A fruitless long legal battle is likely as the kingpin of the pyramid-style sales network of cryptocurrencies died this week, leaving more than 4,000 investors puzzling over whereabouts of their investment fund of up to 40 billion won (about 39 million U.S. dollars).

Now angry investors are filing a series of lawsuits against the family members and intermediaries and brokers to get their investment refunded.

However, the price of Ethereum these investors bought fell 90 percent between May and now. Middle brokers say they would return 10 percent of their investment in a goodwill gesture although they are also victims of the diseased pyramid ringleader.

They might receive 1 percent of their original investment at best as brokers promised to return 10 percent of their investment and the Ethereum price fell by 90 percent.

This type of scams involving initial coin offering is nothing new in South Korea. The ringleader hires brokers who sell cryptocurrencies and get commissions. When the cryptocurrency market is bullish, investors have a great chance of generating huge gains. However, the problem became serious when the market nosedives.

The ringleader lavishes part of the investor funds out of the false belief that coin prices would rise by double-or triple-digits. The leader surnamed Choi dies two days ago.

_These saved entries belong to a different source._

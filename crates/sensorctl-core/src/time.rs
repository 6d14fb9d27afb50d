//! Time utilities for sensorctl

use std::time::Duration;

/// Format an elapsed duration for operation logs: `30s`, `1m30s`, `2m`, `1h5m`.
///
/// # Examples
/// ```
/// use std::time::Duration;
/// use sensorctl_core::time::format_elapsed;
///
/// assert_eq!(format_elapsed(Duration::from_secs(90)), "1m30s");
/// ```
pub fn format_elapsed(d: Duration) -> String {
    let secs = d.as_secs();
    if secs < 60 {
        format!("{}s", secs)
    } else if secs < 3600 {
        let mins = secs / 60;
        let rem = secs % 60;
        if rem == 0 {
            format!("{}m", mins)
        } else {
            format!("{}m{}s", mins, rem)
        }
    } else {
        format!("{}h{}m", secs / 3600, (secs % 3600) / 60)
    }
}

#[cfg(test)]
mod tests {
    use super::*;

    #[test]
    fn test_format_elapsed() {
        assert_eq!(format_elapsed(Duration::from_secs(0)), "0s");
        assert_eq!(format_elapsed(Duration::from_secs(59)), "59s");
        assert_eq!(format_elapsed(Duration::from_secs(120)), "2m");
        assert_eq!(format_elapsed(Duration::from_secs(125)), "2m5s");
        assert_eq!(format_elapsed(Duration::from_secs(3900)), "1h5m");
    }

    #[test]
    fn test_format_elapsed_ignores_subsecond() {
        assert_eq!(format_elapsed(Duration::from_millis(1999)), "1s");
    }
}
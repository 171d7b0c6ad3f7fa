//! Trajectory window type definitions.

use chrono::{DateTime, Utc};
use serde::Deserialize;
use thiserror::Error;

/// Valid latitude range in degrees.
pub const MIN_LAT: f64 = -90.0;
pub const MAX_LAT: f64 = 90.0;

/// Valid longitude range in degrees.
pub const MIN_LON: f64 = -180.0;
pub const MAX_LON: f64 = 180.0;

/// A single validated vessel position fix.
///
/// Produced by [`TrajectoryWindow::from_records`](super::TrajectoryWindow::from_records)
/// from raw telemetry and consumed read-only by the forecast strategies.
///
/// # SOG vs COG vs Heading
///
/// - **SOG** (`sog`): speed over ground in knots - how fast the vessel
///   actually moves over the Earth's surface.
/// - **COG** (`cog`): course over ground in degrees - the direction of
///   that movement. Differs from heading under current and leeway.
/// - **Heading** (`heading`): where the bow points, in degrees.
#[derive(Debug, Clone, PartialEq)]
pub struct PositionSample {
    /// When this position was reported.
    pub timestamp: DateTime<Utc>,

    /// Latitude in degrees (-90 to 90).
    pub latitude: f64,

    /// Longitude in degrees (-180 to 180).
    pub longitude: f64,

    /// Speed over ground in knots. 0.0 when not reported.
    pub sog: f64,

    /// Course over ground in degrees (0-360). 0.0 when not reported.
    pub cog: f64,

    /// True heading in degrees (0-360). 0.0 when not reported.
    pub heading: f64,
}

impl PositionSample {
    /// Position as a (latitude, longitude) pair for the geodesic functions.
    #[inline]
    pub fn coords(&self) -> (f64, f64) {
        (self.latitude, self.longitude)
    }
}

/// A numeric field as transmitted by the upstream feed.
///
/// The legacy AIS pipeline serializes database rows without type
/// coercion, so the same field arrives as a JSON number (`43.3`) from
/// some producers and a string (`"43.3"`) from others. Both forms are
/// accepted at deserialization; [`as_f64`](Self::as_f64) resolves the
/// value, and the window builder rejects strings that do not parse.
#[derive(Debug, Clone, PartialEq, Deserialize)]
#[serde(untagged)]
pub enum RawNumber {
    /// A plain JSON number.
    Number(f64),
    /// A string-encoded number from the legacy feed.
    Text(String),
}

impl RawNumber {
    /// The value as a float, or `None` when the string form is not a
    /// valid number.
    pub fn as_f64(&self) -> Option<f64> {
        match self {
            Self::Number(value) => Some(*value),
            Self::Text(text) => text.trim().parse().ok(),
        }
    }
}

impl From<f64> for RawNumber {
    fn from(value: f64) -> Self {
        Self::Number(value)
    }
}

/// Raw position record as supplied by the ingestion collaborator.
///
/// Required fields are `timestamp`, `latitude`, and `longitude`;
/// the vector fields are optional and default to 0.0 when absent.
/// Numeric fields accept both JSON numbers and string-encoded numbers
/// (see [`RawNumber`]). Field aliases accept the legacy AIS feed keys
/// (`horodatage`, `cap_reel`).
#[derive(Debug, Clone, Deserialize)]
pub struct RawPositionRecord {
    /// Report time as an ISO 8601 string (`2024-05-01T12:00:00Z`)
    /// or a `YYYY-MM-DD HH:MM:SS` string interpreted as UTC.
    #[serde(alias = "horodatage")]
    pub timestamp: String,

    /// Latitude in degrees.
    pub latitude: RawNumber,

    /// Longitude in degrees.
    pub longitude: RawNumber,

    /// Speed over ground in knots.
    #[serde(default)]
    pub sog: Option<RawNumber>,

    /// Course over ground in degrees.
    #[serde(default)]
    pub cog: Option<RawNumber>,

    /// True heading in degrees.
    #[serde(default, alias = "cap_reel")]
    pub heading: Option<RawNumber>,
}

/// Errors raised while building a trajectory window.
///
/// Both variants are fatal to the whole prediction request: the window
/// builder is the single validation gate, so nothing downstream
/// re-validates record shapes.
#[derive(Debug, Clone, Error, PartialEq)]
pub enum WindowError {
    /// A required field of a record could not be parsed or is out of range.
    #[error("invalid position record at index {index}: {reason}")]
    InvalidRecord { index: usize, reason: String },

    /// Fewer usable records than the minimum required for any forecast.
    #[error("not enough position records: {actual} supplied, {required} required")]
    InsufficientData { required: usize, actual: usize },
}
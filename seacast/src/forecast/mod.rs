//! Forecast strategies and ensemble combination.
//!
//! Three independent estimators turn a [`TrajectoryWindow`] into
//! position forecasts at +1 h, +3 h, and +6 h:
//!
//! - [`linear`] - two-point extrapolation, the baseline every other
//!   strategy falls back to.
//! - [`polynomial`] - least-squares fit of lat(t) and lon(t) over up
//!   to 5 recent samples.
//! - [`weighted`] - recency-weighted velocity/bearing averaging over
//!   up to 3 consecutive sample pairs.
//!
//! [`ensemble`] runs all three, discards failures, and averages the
//! survivors per horizon. Strategies never mutate the window and never
//! share state; each invocation produces a fresh
//! [`StrategyForecast`].

pub mod ensemble;
pub mod linear;
pub mod polynomial;
pub mod weighted;

mod error;
mod types;

pub use error::{ForecastError, StrategyError};
pub use types::{
    EnsembleForecast, ForecastMethod, HorizonPrediction, MethodDiagnostics, MotionEstimate,
    StrategyForecast, HORIZONS_HOURS,
};

use crate::geodesic::project_position;

/// Project a motion estimate forward from an origin at every horizon.
///
/// Shared by the linear and weighted estimators: each horizon's
/// position is the origin projected `speed * horizon` along the
/// estimate's bearing, with confidence `max(base - decay * h, floor)`.
pub(crate) fn project_horizons(
    origin: (f64, f64),
    estimate: &MotionEstimate,
    base_confidence: f64,
    confidence_decay: f64,
    confidence_floor: f64,
) -> Vec<HorizonPrediction> {
    HORIZONS_HOURS
        .iter()
        .map(|&horizon| {
            let distance_ahead = estimate.speed_mps * f64::from(horizon) * 3600.0;
            let (latitude, longitude) =
                project_position(origin, estimate.bearing_deg, distance_ahead);
            HorizonPrediction {
                horizon_hours: horizon,
                latitude,
                longitude,
                confidence: (base_confidence - confidence_decay * f64::from(horizon))
                    .max(confidence_floor),
            }
        })
        .collect()
}

#[cfg(test)]
mod tests {
    use super::*;

    #[test]
    fn test_project_horizons_covers_all_horizons_ascending() {
        let estimate = MotionEstimate {
            speed_mps: 10.0,
            bearing_deg: 0.0,
        };
        let predictions = project_horizons((0.0, 0.0), &estimate, 0.9, 0.1, 0.3);

        let horizons: Vec<u32> = predictions.iter().map(|p| p.horizon_hours).collect();
        assert_eq!(horizons, vec![1, 3, 6]);
    }

    #[test]
    fn test_project_horizons_confidence_floor() {
        let estimate = MotionEstimate {
            speed_mps: 0.0,
            bearing_deg: 0.0,
        };
        let predictions = project_horizons((0.0, 0.0), &estimate, 0.9, 0.1, 0.3);

        assert!((predictions[0].confidence - 0.8).abs() < 1e-9);
        assert!((predictions[1].confidence - 0.6).abs() < 1e-9);
        // 0.9 - 0.6 = 0.3, exactly at the floor
        assert!((predictions[2].confidence - 0.3).abs() < 1e-9);
    }

    #[test]
    fn test_project_horizons_zero_speed_stays_put() {
        let estimate = MotionEstimate {
            speed_mps: 0.0,
            bearing_deg: 123.0,
        };
        let predictions = project_horizons((43.3, 5.37), &estimate, 0.9, 0.1, 0.3);

        for p in &predictions {
            assert!((p.latitude - 43.3).abs() < 1e-9);
            assert!((p.longitude - 5.37).abs() < 1e-9);
        }
    }
}
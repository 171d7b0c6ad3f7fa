//! Forecast result types shared by all strategies.

use serde::Serialize;
use std::fmt;

/// Forecast horizons in hours ahead of the most recent fix.
pub const HORIZONS_HOURS: [u32; 3] = [1, 3, 6];

/// Identifies which estimator produced a forecast.
#[derive(Debug, Clone, Copy, PartialEq, Eq, Serialize)]
#[serde(rename_all = "snake_case")]
pub enum ForecastMethod {
    /// Two-point linear extrapolation.
    Linear,
    /// Least-squares polynomial fit of lat(t) and lon(t).
    Polynomial,
    /// Recency-weighted velocity and bearing averaging.
    WeightedVelocity,
    /// Arithmetic mean of the surviving strategies.
    Ensemble,
}

impl fmt::Display for ForecastMethod {
    fn fmt(&self, f: &mut fmt::Formatter<'_>) -> fmt::Result {
        match self {
            Self::Linear => write!(f, "linear"),
            Self::Polynomial => write!(f, "polynomial"),
            Self::WeightedVelocity => write!(f, "weighted_velocity"),
            Self::Ensemble => write!(f, "ensemble"),
        }
    }
}

/// A forecast position at one horizon, with a confidence score.
///
/// Confidence is a decay-tuned value in [0, 1], strictly non-increasing
/// in horizon for every strategy. It is a relative ranking aid, not a
/// calibrated uncertainty estimate.
#[derive(Debug, Clone, Copy, PartialEq, Serialize)]
pub struct HorizonPrediction {
    /// Hours ahead of the most recent fix (1, 3, or 6).
    pub horizon_hours: u32,

    /// Predicted latitude in degrees.
    pub latitude: f64,

    /// Predicted longitude in degrees.
    pub longitude: f64,

    /// Confidence score in [0, 1].
    pub confidence: f64,
}

/// Aggregate speed and bearing derived from pairwise motion analysis.
///
/// Ephemeral - produced and consumed within a single strategy
/// invocation, never shared across requests.
#[derive(Debug, Clone, Copy, PartialEq)]
pub struct MotionEstimate {
    /// Speed over ground in meters per second (>= 0).
    pub speed_mps: f64,

    /// Direction of movement in degrees (0-360).
    pub bearing_deg: f64,
}

/// Method-specific diagnostic fields attached to a forecast.
#[derive(Debug, Clone, PartialEq, Serialize)]
#[serde(untagged)]
pub enum MethodDiagnostics {
    /// Aggregate motion used by the linear and weighted estimators.
    Motion {
        /// Derived speed in m/s.
        speed_mps: f64,
        /// Derived bearing in degrees.
        bearing_deg: f64,
    },
    /// Fitted coefficients from the polynomial estimator,
    /// highest degree first.
    Polynomial {
        lat_coefficients: Vec<f64>,
        lon_coefficients: Vec<f64>,
    },
}

/// The output of one forecast strategy: three horizon predictions in
/// ascending horizon order plus method diagnostics.
#[derive(Debug, Clone, PartialEq, Serialize)]
pub struct StrategyForecast {
    /// The estimator that actually produced these predictions. When a
    /// strategy falls back to linear extrapolation, this reports
    /// [`ForecastMethod::Linear`].
    pub method: ForecastMethod,

    /// Method-specific diagnostics.
    #[serde(flatten)]
    pub diagnostics: MethodDiagnostics,

    /// Predictions for horizons 1, 3, and 6 hours, ascending.
    pub predictions: Vec<HorizonPrediction>,
}

impl StrategyForecast {
    /// The prediction at a given horizon, if present.
    pub fn at_horizon(&self, horizon_hours: u32) -> Option<&HorizonPrediction> {
        self.predictions
            .iter()
            .find(|p| p.horizon_hours == horizon_hours)
    }
}

/// The combined ensemble estimate plus the surviving individual
/// strategy forecasts it was averaged from.
#[derive(Debug, Clone, PartialEq, Serialize)]
pub struct EnsembleForecast {
    /// Always [`ForecastMethod::Ensemble`].
    pub method: ForecastMethod,

    /// The strategy forecasts that survived and contributed.
    pub individual_methods: Vec<StrategyForecast>,

    /// Per-horizon arithmetic mean of the surviving forecasts.
    pub predictions: Vec<HorizonPrediction>,
}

He advertised and collected money from investors for buying such cryptocurrencies as Aergo, NEX, QKC, TUC, Bgogo, and OASIS. All of these coin prices fell dramatically. He allegedly invested the fund into Chinese venture capitalists, who allegedly returned the money to the late Choi. However, Choi died suddenly. Who hid the money? Investors claimed that his family members should shoulder responsibility.

Wall Street cryptocurrency analyst Thomas Lee told the Block Media last week that about 30-40 percent of ICOs worldwide are scams. South Korea bans ICOs.